いつも裸で遊び回っているフレッドは、ある日、お父さんとお母さんのクローゼットにこっそり忍び込みます。お父さんの洋服よりもお母さんの洋服を好きになり、次第にアクセサリーや化粧品を見つけてお母さんの真似をして遊んでたところを両親に見つかってしまいます。
この絵本の見どころは、お母さんの服を着たフレッドの姿を見た両親が「かわいいね」と心から肯定するところ。表情からも見てとれるように、作品に出てくる大人は偏見や規範にとらわれていないフラットな状態で、とても心地よく読める絵本です。
『PINK BLUE ピンク&ブループロジェクト』
「色」にまつわる規範を問いかける
韓国の写真家・ユン・ジョンミさんが、自分の娘がピンクのものばかりを選ぶことに疑問を感じたことから、このプロジェクトは始まりました。様々な子どもたちのもとを訪ねて持ちものを部屋に広げてもらうと、女の子はピンク、男の子はブルーに染まるケースが多かったそう。成長するにつれてだんだんと自分で色を選ぶようになり、ピンクとブルーだけではない世界に変わっていきます。
このことから、子どもが自分で色を選んでいるのではなく、大人が与えていたり、無意識に刷り込まれた規範を表しているのです。10年前にはじめたこの「ピンク&ブループロジェクト」がまとめられ、翻訳されたものが2023年に日本で出版されました。
この絵本を紹介してくださった写真評論家の小林美香さんは、第二次世界大戦前の時代には「ブルーを女の子の色にしよう」という考え方があったとおっしゃっていましたが、それほど色のイメージは、価値観で簡単に置き換えられるものなのです。
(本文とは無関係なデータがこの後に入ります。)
fn expand(
    table: &MappingTable,
    source: &dyn Reflect,
    reverse: bool,
    prefix: Option<(&FieldPath, &FieldPath)>,
    pairs: &mut Vec<PathPair>,
) -> Result<(), MappingError> {
    for entry in table.entries() {
        let (from, to) = entry.oriented(reverse);
        let (from, to) = match prefix {
            Some((source_base, target_base)) => (source_base.join(from), target_base.join(to)),
            None => (from.clone(), to.clone()),
        };

        match entry {
            Entry::Field { .. } => push_if_present(source, from, to, pairs)?,
            Entry::Repeated { fields, .. } => {
                let count = accessor::len(source, &from)
                    .map_err(|err| err.for_pair(&from, &to))?
                    .unwrap_or(0);
                for index in 0..count {
                    let element_from = from.indexed(index).map_err(|err| err.for_pair(&from, &to))?;
                    let element_to = to.indexed(index).map_err(|err| err.for_pair(&from, &to))?;
                    if fields.is_empty() {
                        push_if_present(source, element_from, element_to, pairs)?;
                    } else {
                        expand(
                            fields,
                            source,
                            reverse,
                            Some((&element_from, &element_to)),
                            pairs,
                        )?;
                    }
                }
            }
        }
    }
    Ok(())
}

fn push_if_present(
    source: &dyn Reflect,
    from: FieldPath,
    to: FieldPath,
    pairs: &mut Vec<PathPair>,
) -> Result<(), MappingError> {
    match accessor::probe(source, &from).map_err(|err| err.for_pair(&from, &to))? {
        Some(_) => pairs.push(PathPair {
            source: from,
            target: to,
        }),
        None => tracing::debug!(source = %from, target = %to, "source absent, pair dropped"),
    }
    Ok(())
}

/// Copy every pair's leaf from `source` into `target`.
pub fn apply(
    pairs: &[PathPair],
    source: &dyn Reflect,
    target: &mut dyn Reflect,
) -> Result<(), MappingError> {
    for pair in pairs {
        let value = accessor::get(source, &pair.source)
            .map_err(|err| err.for_pair(&pair.source, &pair.target))?;
        let Some(value) = value else {
            continue;
        };
        accessor::set(target, &pair.target, value)
            .map_err(|err| err.for_pair(&pair.source, &pair.target))?;
    }
    Ok(())
}

/// Compile and apply in one step.
pub fn convert(
    table: &MappingTable,
    source: &dyn Reflect,
    target: &mut dyn Reflect,
    reverse: bool,
) -> Result<(), MappingError> {
    let pairs = remake_mapping(table, source, reverse)?;
    tracing::debug!(pairs = pairs.len(), entries = table.len(), reverse, "mapping compiled");
    apply(&pairs, source, target)
}

#[cfg(test)]
mod tests {
    use super::*;
    use crate::engine::error::AccessFault;
    use crate::impl_record;

    #[derive(Debug, Default, Clone, PartialEq)]
    struct Model {
        message_id: String,
        tax_id: String,
        from_seq: String,
        ranges: Vec<Range>,
        notes: Vec<String>,
    }
    impl_record!(Model {
        "MessageId" => message_id,
        "TaxId" => tax_id,
        "FromSeq" => from_seq,
        "Ranges" => ranges,
        "Notes" => notes,
    });

    #[derive(Debug, Default, Clone, PartialEq)]
    struct Range {
        from: String,
        to: String,
    }
    impl_record!(Range { "From" => from, "To" => to });

    #[derive(Debug, Default, Clone, PartialEq)]
    struct GroupHeader {
        msg_id: String,
    }
    impl_record!(GroupHeader { "MsgId" => msg_id });

    #[derive(Debug, Default, Clone, PartialEq)]
    struct Tax {
        id: String,
    }
    impl_record!(Tax { "Id" => id });

    #[derive(Debug, Default, Clone, PartialEq)]
    struct Remittance {
        tax: Option<Tax>,
        ustrd: Vec<String>,
    }
    impl_record!(Remittance { "Tax" => tax, "Ustrd" => ustrd });

    #[derive(Debug, Default, Clone, PartialEq)]
    struct SequenceRange {
        fr_seq: String,
        to_seq: String,
    }
    impl_record!(SequenceRange { "FrSeq" => fr_seq, "ToSeq" => to_seq });

    #[derive(Debug, Default, Clone, PartialEq)]
    struct ReportingSequence {
        fr_to_seq: Vec<SequenceRange>,
    }
    impl_record!(ReportingSequence { "FrToSeq" => fr_to_seq });

    #[derive(Debug, Default, Clone, PartialEq)]
    struct Doc {
        grp_hdr: GroupHeader,
        rmt_inf: Option<Remittance>,
        rptg_seq: Option<ReportingSequence>,
    }
    impl_record!(Doc { "GrpHdr" => grp_hdr, "RmtInf" => rmt_inf, "RptgSeq" => rptg_seq });

    fn table(json: &str) -> MappingTable {
        MappingTable::from_json(json).unwrap()
    }

    fn write(table: &MappingTable, model: &Model) -> Doc {
        let mut doc = Doc::default();
        convert(table, model, &mut doc, false).unwrap();
        doc
    }

    #[test]
    fn simple_required_field() {
        let t = table(r#"{"MessageId": "GrpHdr.MsgId"}"#);
        let model = Model {
            message_id: "ABC123".into(),
            ..Default::default()
        };
        assert_eq!(write(&t, &model).grp_hdr.msg_id, "ABC123");
    }

    #[test]
    fn empty_optional_source_leaves_segment_unset() {
        let t = table(r#"{"TaxId": "RmtInf.Tax.Id"}"#);
        let doc = write(&t, &Model::default());
        assert!(doc.rmt_inf.is_none());
    }

    #[test]
    fn indexed_composite_creates_one_element() {
        let t = table(r#"{"FromSeq": "RptgSeq.FrToSeq[0].FrSeq"}"#);
        let model = Model {
            from_seq: "000002".into(),
            ..Default::default()
        };
        let doc = write(&t, &model);
        let ranges = &doc.rptg_seq.as_ref().unwrap().fr_to_seq;
        assert_eq!(ranges.len(), 1);
        assert_eq!(ranges[0].fr_seq, "000002");
    }

    #[test]
    fn empty_sources_shorten_the_compiled_list() {
        let t = table(
            r#"{"MessageId": "GrpHdr.MsgId", "TaxId": "RmtInf.Tax.Id", "FromSeq": "RptgSeq.FrToSeq[0].FrSeq"}"#,
        );
        let model = Model {
            message_id: "M1".into(),
            ..Default::default()
        };
        let pairs = remake_mapping(&t, &model, false).unwrap();
        assert_eq!(t.len(), 3);
        assert_eq!(pairs.len(), 1);
        assert_eq!(pairs[0].to_string(), "MessageId -> GrpHdr.MsgId");
    }

    #[test]
    fn compiled_order_follows_the_table() {
        let t = table(r#"{"TaxId": "RmtInf.Tax.Id", "MessageId": "GrpHdr.MsgId"}"#);
        let model = Model {
            message_id: "M1".into(),
            tax_id: "T1".into(),
            ..Default::default()
        };
        let targets: Vec<String> = remake_mapping(&t, &model, false)
            .unwrap()
            .iter()
            .map(|p| p.target.to_string())
            .collect();
        assert_eq!(targets, vec!["RmtInf.Tax.Id", "GrpHdr.MsgId"]);
    }

    #[test]
    fn reverse_reads_the_document_back() {
        let t = table(
            r#"{
                "MessageId": "GrpHdr.MsgId",
                "TaxId": "RmtInf.Tax.Id",
                "Ranges : RptgSeq.FrToSeq": {"From": "FrSeq", "To": "ToSeq"},
                "Notes : RmtInf.Ustrd": {}
            }"#,
        );
        let model = Model {
            message_id: "M1".into(),
            tax_id: "T1".into(),
            ranges: vec![
                Range {
                    from: "1".into(),
                    to: "5".into(),
                },
                Range {
                    from: "9".into(),
                    to: String::new(),
                },
            ],
            notes: vec!["first".into(), "second".into()],
            ..Default::default()
        };
        let doc = write(&t, &model);
        assert_eq!(doc.rptg_seq.as_ref().unwrap().fr_to_seq.len(), 2);
        assert_eq!(doc.rmt_inf.as_ref().unwrap().ustrd, vec!["first", "second"]);

        let mut back = Model::default();
        convert(&t, &doc, &mut back, true).unwrap();
        assert_eq!(back, model);
    }

    #[test]
    fn repeated_entries_expand_per_element() {
        let t = table(r#"{"Ranges : RptgSeq.FrToSeq": {"From": "FrSeq", "To": "ToSeq"}}"#);
        let model = Model {
            ranges: vec![Range::default(), Range {
                from: "2".into(),
                to: "3".into(),
            }],
            ..Default::default()
        };
        let pairs: Vec<String> = remake_mapping(&t, &model, false)
            .unwrap()
            .iter()
            .map(|p| p.to_string())
            .collect();
        assert_eq!(
            pairs,
            vec![
                "Ranges[1].From -> RptgSeq.FrToSeq[1].FrSeq",
                "Ranges[1].To -> RptgSeq.FrToSeq[1].ToSeq",
            ]
        );
    }

    #[test]
    fn empty_elements_pad_between_but_not_after() {
        let t = table(r#"{"Ranges : RptgSeq.FrToSeq": {"From": "FrSeq", "To": "ToSeq"}}"#);
        let filled = |n: &str| Range {
            from: n.into(),
            to: n.into(),
        };
        let model = Model {
            ranges: vec![filled("1"), Range::default(), filled("3"), Range::default()],
            ..Default::default()
        };
        let doc = write(&t, &model);
        let written = &doc.rptg_seq.as_ref().unwrap().fr_to_seq;
        assert_eq!(written.len(), 3);
        assert_eq!(written[1], SequenceRange::default());

        let mut back = Model::default();
        convert(&t, &doc, &mut back, true).unwrap();
        assert_eq!(back.ranges, model.ranges[..3].to_vec());
    }

    #[test]
    fn malformed_table_paths_fail_at_load() {
        let err = MappingTable::from_json(r#"{"MessageId": "GrpHdr[x].MsgId"}"#).unwrap_err();
        assert!(err.to_string().contains("GrpHdr[x].MsgId"));

        let mut t = MappingTable::new();
        let err = t.push_field("Foo[", "GrpHdr.MsgId").unwrap_err();
        assert!(matches!(
            err.root_cause(),
            MappingError::MalformedPath { .. }
        ));
        assert!(t.push_repeated("Ranges[0]", "RptgSeq.FrToSeq", MappingTable::new()).is_err());
    }

    #[test]
    fn repeated_key_needs_separator() {
        assert!(MappingTable::from_json(r#"{"Ranges": {"From": "FrSeq"}}"#).is_err());
    }

    #[test]
    fn wrong_version_table_names_the_broken_pair() {
        let t = table(r#"{"MessageId": "GrpHdr.MessageIdentification"}"#);
        let model = Model {
            message_id: "M1".into(),
            ..Default::default()
        };
        let err = convert(&t, &model, &mut Doc::default(), false).unwrap_err();
        let MappingError::Pair {
            source_path,
            target_path,
            cause,
        } = &err
        else {
            panic!("expected a pair error, got {err:?}");
        };
        assert_eq!(source_path, "MessageId");
        assert_eq!(target_path, "GrpHdr.MessageIdentification");
        assert!(matches!(
            **cause,
            MappingError::PathWrite {
                fault: AccessFault::UnknownField { .. },
                ..
            }
        ));
        assert!(err.to_string().starts_with("MessageId -> GrpHdr.MessageIdentification: "));
    }

    #[test]
    fn tables_are_shareable_across_threads() {
        let t = table(r#"{"MessageId": "GrpHdr.MsgId"}"#);
        std::thread::scope(|scope| {
            let handles: Vec<_> = (0..4)
                .map(|n| {
                    let t = &t;
                    scope.spawn(move || {
                        let model = Model {
                            message_id: format!("M{n}"),
                            ..Default::default()
                        };
                        write(t, &model).grp_hdr.msg_id
                    })
                })
                .collect();
            for (n, handle) in handles.into_iter().enumerate() {
                assert_eq!(handle.join().unwrap(), format!("M{n}"));
            }
        });
    }
}
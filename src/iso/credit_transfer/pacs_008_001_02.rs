// SPDX-License-Identifier: AGPL-3.0-only
// SPDX-FileCopyrightText: 2025 Steve Clarke <stephenlclarke@mac.com> - https://xyzzy.tools

//! `pacs.008.001.02` FIToFICustomerCreditTransferV02. Agents are identified
//! by `BIC` and payments carry no UETR.

use crate::impl_record;
use crate::iso::components::{
    ActiveCurrencyAndAmount, ActiveOrHistoricCurrencyAndAmount, CashAccount,
    ClearingSystemIdentification3Choice, ClearingSystemMemberIdentification2,
    RemittanceInformation,
};
use crate::iso::types::{
    BICIdentifier, ChargeBearerType1Code, ISODate, ISODateTime, Max15NumericText, Max35Text,
    Max140Text, SettlementMethod1Code,
};
use crate::iso::xml::XmlMessage;
use serde::{Deserialize, Serialize};

pub const NAMESPACE: &str = "urn:iso:std:iso:20022:tech:xsd:pacs.008.001.02";

#[derive(Debug, Clone, Default, PartialEq, Serialize, Deserialize)]
#[serde(rename = "Document")]
pub struct Document {
    #[serde(rename = "@xmlns", default)]
    pub xmlns: String,
    #[serde(rename = "FIToFICstmrCdtTrf")]
    pub fi_to_fi_cstmr_cdt_trf: FIToFICustomerCreditTransferV02,
}
impl_record!(Document { "FIToFICstmrCdtTrf" => fi_to_fi_cstmr_cdt_trf });

impl XmlMessage for Document {
    const NAMESPACE: &'static str = NAMESPACE;

    fn xmlns(&self) -> &str {
        &self.xmlns
    }

    fn xmlns_mut(&mut self) -> &mut String {
        &mut self.xmlns
    }
}

#[derive(Debug, Clone, Default, PartialEq, Serialize, Deserialize)]
#[serde(rename_all = "PascalCase")]
pub struct FIToFICustomerCreditTransferV02 {
    pub grp_hdr: GroupHeader33,
    #[serde(default, skip_serializing_if = "Vec::is_empty")]
    pub cdt_trf_tx_inf: Vec<CreditTransferTransactionInformation11>,
}
impl_record!(FIToFICustomerCreditTransferV02 {
    "GrpHdr" => grp_hdr,
    "CdtTrfTxInf" => cdt_trf_tx_inf,
});

#[derive(Debug, Clone, Default, PartialEq, Serialize, Deserialize)]
#[serde(rename_all = "PascalCase")]
pub struct GroupHeader33 {
    pub msg_id: Max35Text,
    pub cre_dt_tm: ISODateTime,
    pub nb_of_txs: Max15NumericText,
    pub sttlm_inf: SettlementInformation13,
}
impl_record!(GroupHeader33 {
    "MsgId" => msg_id,
    "CreDtTm" => cre_dt_tm,
    "NbOfTxs" => nb_of_txs,
    "SttlmInf" => sttlm_inf,
});

#[derive(Debug, Clone, Default, PartialEq, Serialize, Deserialize)]
#[serde(rename_all = "PascalCase")]
pub struct SettlementInformation13 {
    pub sttlm_mtd: SettlementMethod1Code,
    #[serde(default, skip_serializing_if = "Option::is_none")]
    pub clr_sys: Option<ClearingSystemIdentification3Choice>,
}
impl_record!(SettlementInformation13 { "SttlmMtd" => sttlm_mtd, "ClrSys" => clr_sys });

#[derive(Debug, Clone, Default, PartialEq, Serialize, Deserialize)]
#[serde(rename_all = "PascalCase")]
pub struct CreditTransferTransactionInformation11 {
    pub pmt_id: PaymentIdentification3,
    pub intr_bk_sttlm_amt: ActiveCurrencyAndAmount,
    #[serde(default, skip_serializing_if = "Option::is_none")]
    pub intr_bk_sttlm_dt: Option<ISODate>,
    #[serde(default, skip_serializing_if = "Option::is_none")]
    pub instd_amt: Option<ActiveOrHistoricCurrencyAndAmount>,
    pub chrg_br: ChargeBearerType1Code,
    pub dbtr: PartyIdentification32,
    #[serde(default, skip_serializing_if = "Option::is_none")]
    pub dbtr_acct: Option<CashAccount>,
    pub dbtr_agt: BranchAndFinancialInstitutionIdentification4,
    pub cdtr_agt: BranchAndFinancialInstitutionIdentification4,
    pub cdtr: PartyIdentification32,
    #[serde(default, skip_serializing_if = "Option::is_none")]
    pub cdtr_acct: Option<CashAccount>,
    #[serde(default, skip_serializing_if = "Option::is_none")]
    pub rmt_inf: Option<RemittanceInformation>,
}
impl_record!(CreditTransferTransactionInformation11 {
    "PmtId" => pmt_id,
    "IntrBkSttlmAmt" => intr_bk_sttlm_amt,
    "IntrBkSttlmDt" => intr_bk_sttlm_dt,
    "InstdAmt" => instd_amt,
    "ChrgBr" => chrg_br,
    "Dbtr" => dbtr,
    "DbtrAcct" => dbtr_acct,
    "DbtrAgt" => dbtr_agt,
    "CdtrAgt" => cdtr_agt,
    "Cdtr" => cdtr,
    "CdtrAcct" => cdtr_acct,
    "RmtInf" => rmt_inf,
});

#[derive(Debug, Clone, Default, PartialEq, Serialize, Deserialize)]
#[serde(rename_all = "PascalCase")]
pub struct PaymentIdentification3 {
    #[serde(default, skip_serializing_if = "Option::is_none")]
    pub instr_id: Option<Max35Text>,
    pub end_to_end_id: Max35Text,
    #[serde(default, skip_serializing_if = "Option::is_none")]
    pub tx_id: Option<Max35Text>,
}
impl_record!(PaymentIdentification3 {
    "InstrId" => instr_id,
    "EndToEndId" => end_to_end_id,
    "TxId" => tx_id,
});

#[derive(Debug, Clone, Default, PartialEq, Serialize, Deserialize)]
#[serde(rename_all = "PascalCase")]
pub struct PartyIdentification32 {
    #[serde(default, skip_serializing_if = "Option::is_none")]
    pub nm: Option<Max140Text>,
}
impl_record!(PartyIdentification32 { "Nm" => nm });

#[derive(Debug, Clone, Default, PartialEq, Serialize, Deserialize)]
#[serde(rename_all = "PascalCase")]
pub struct BranchAndFinancialInstitutionIdentification4 {
    pub fin_instn_id: FinancialInstitutionIdentification7,
}
impl_record!(BranchAndFinancialInstitutionIdentification4 { "FinInstnId" => fin_instn_id });

#[derive(Debug, Clone, Default, PartialEq, Serialize, Deserialize)]
#[serde(rename_all = "PascalCase")]
pub struct FinancialInstitutionIdentification7 {
    #[serde(rename = "BIC", default, skip_serializing_if = "Option::is_none")]
    pub bic: Option<BICIdentifier>,
    #[serde(default, skip_serializing_if = "Option::is_none")]
    pub clr_sys_mmb_id: Option<ClearingSystemMemberIdentification2>,
    #[serde(default, skip_serializing_if = "Option::is_none")]
    pub nm: Option<Max140Text>,
}
impl_record!(FinancialInstitutionIdentification7 {
    "BIC" => bic,
    "ClrSysMmbId" => clr_sys_mmb_id,
    "Nm" => nm,
});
登場する写真が、カラフルでインパクトがあるので一見「良いもの」として見えてしまいます。本作を読んで、自分や自分の子どもに対して「世間が決めた規範や枠にはめ込んでいなかっただろうか」という問いについて考えてみて欲しいです。
『ドロシーマンション』
仲間とともに世界を切り開いていく
すべてが灰色に塗られた村に住む、タータンが主人公の物語。タータンチェックが好きなタータンは、周りの村人や同級生に「変だ」「おかしい」といじめられてしまいます。
自分を受け入れてくれる場所を探しに旅に出たタータンは、やがて「ドロシーマンション」を見つけました。マンションの住人たちに「この柄を気に入ってくれる場所を知ってる?」と尋ねて周り、個性豊かな人たちと出会っていきます。
ある日、タータンを追いかけてきた灰色の村人が「ドロシーマンション」にあらわれます。村人は住人たちを追い出し、マンションを灰色に塗ってしまいます。追い出された住人たちは灰色の村に住むこととなり、それぞれの得意技を使ってカラフルな村に変えていきます。
『ドロシーマンション』の作者であるGAHEEZY(ガヒージ)さんは、韓国で生まれ、ニュージーランドで暮らしています。知らず知らずのうちに「こういうものだ」と思い込んでしまっている固定概念のようなものを、多様な個性を持つ人々と協力して塗り替えていく物語からは、レズビアンを公言するGAHEEZYさんの想いが伝わってきます。
幼い頃からこういった絵本に触れられると、「自分のままでいいんだ」と好きなものを肯定できて、相手の好きなものも尊重できるようになるんだと思います。